The recovery of the Española tortoises has been a decades-long battle. The giant tortoises were depleted from the island, hunted by sailors, whalers, and pirates for food, and goats were introduced. So before young tortoises could be restored on the island, conservationists had to contend with goats between the 1970’s and 1990’s. But cohorts of young turtles were released once or twice each year, with a survival rate of over 50 percent. By 2010, tortoises were once again a common sight on the island, Rory Carroll reported at the time for the Guardian.

"During the expedition we found nests, recently hatched tortoises, and adults born on Española, which indicates that the tortoise population is doing well,” Washington Tapia, director of the Galápagos Tortoise Restoration Initiative, told Carroll in 2010.

The breeding program had been running for years before the ancestry of juvenile tortoises was ironed out, Kacey Deamer reported for Live Science in 2016 when Diego’s libido last went viral. On Santa Cruz, the 15 breeding tortoises were kept in two corrals—Diego and E3 in one space with half of the females, E5 and the other females housed in another. Scientists gathered the eggs, and after incubating and rearing the tortoises for five years, they released the juveniles back to Española island.
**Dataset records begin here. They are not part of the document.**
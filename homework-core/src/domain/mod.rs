//! Core domain types
//!
//! These types describe what the review service reports and how a report is
//! turned into a message for the user. They carry no I/O; fetching lives in
//! the client and delivery in the bot.

pub mod homework;
//! Telegram notifier
//!
//! Delivers text messages to the one configured chat.

use async_trait::async_trait;
use teloxide::prelude::*;
use teloxide::types::Recipient;
use thiserror::Error;
use tracing::debug;

/// Error raised when a notification could not be delivered
#[derive(Debug, Error)]
pub enum NotifyError {
    #[error("Telegram request failed: {0}")]
    Telegram(#[from] teloxide::RequestError),
}

/// Sends text to a fixed destination
#[async_trait]
pub trait Notifier: Send + Sync {
    /// Delivers `text`, without retrying on failure
    async fn notify(&self, text: &str) -> Result<(), NotifyError>;
}

/// Notifier backed by a Telegram bot
pub struct TelegramNotifier {
    bot: Bot,
    recipient: Recipient,
}

impl TelegramNotifier {
    /// Creates a notifier for `recipient` using the bot identified by `token`
    pub fn new(token: &str, recipient: Recipient) -> Self {
        Self {
            bot: Bot::new(token),
            recipient,
        }
    }
}

#[async_trait]
impl Notifier for TelegramNotifier {
    async fn notify(&self, text: &str) -> Result<(), NotifyError> {
        self.bot
            .send_message(self.recipient.clone(), text.to_string())
            .await?;
        debug!(recipient = ?self.recipient, "Message delivered");
        Ok(())
    }
}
The decision to end the breeding program comes after the 2019 census of Española island. The census and models of the next 100 years of tortoise population on the island found that “the island has sufficient conditions to maintain the tortoise population, which will continue to grow normally — even without any new repatriation of juveniles,” Tapia, said per a translation of the original statement.

It will take a few months for the breeding program to fully wind down. The 15 breeding tortoises will be quarantined to ensure that they don’t carry non-native seeds with them to Española Island. But in March, after at least 80 years away, Diego can retire on his home turf.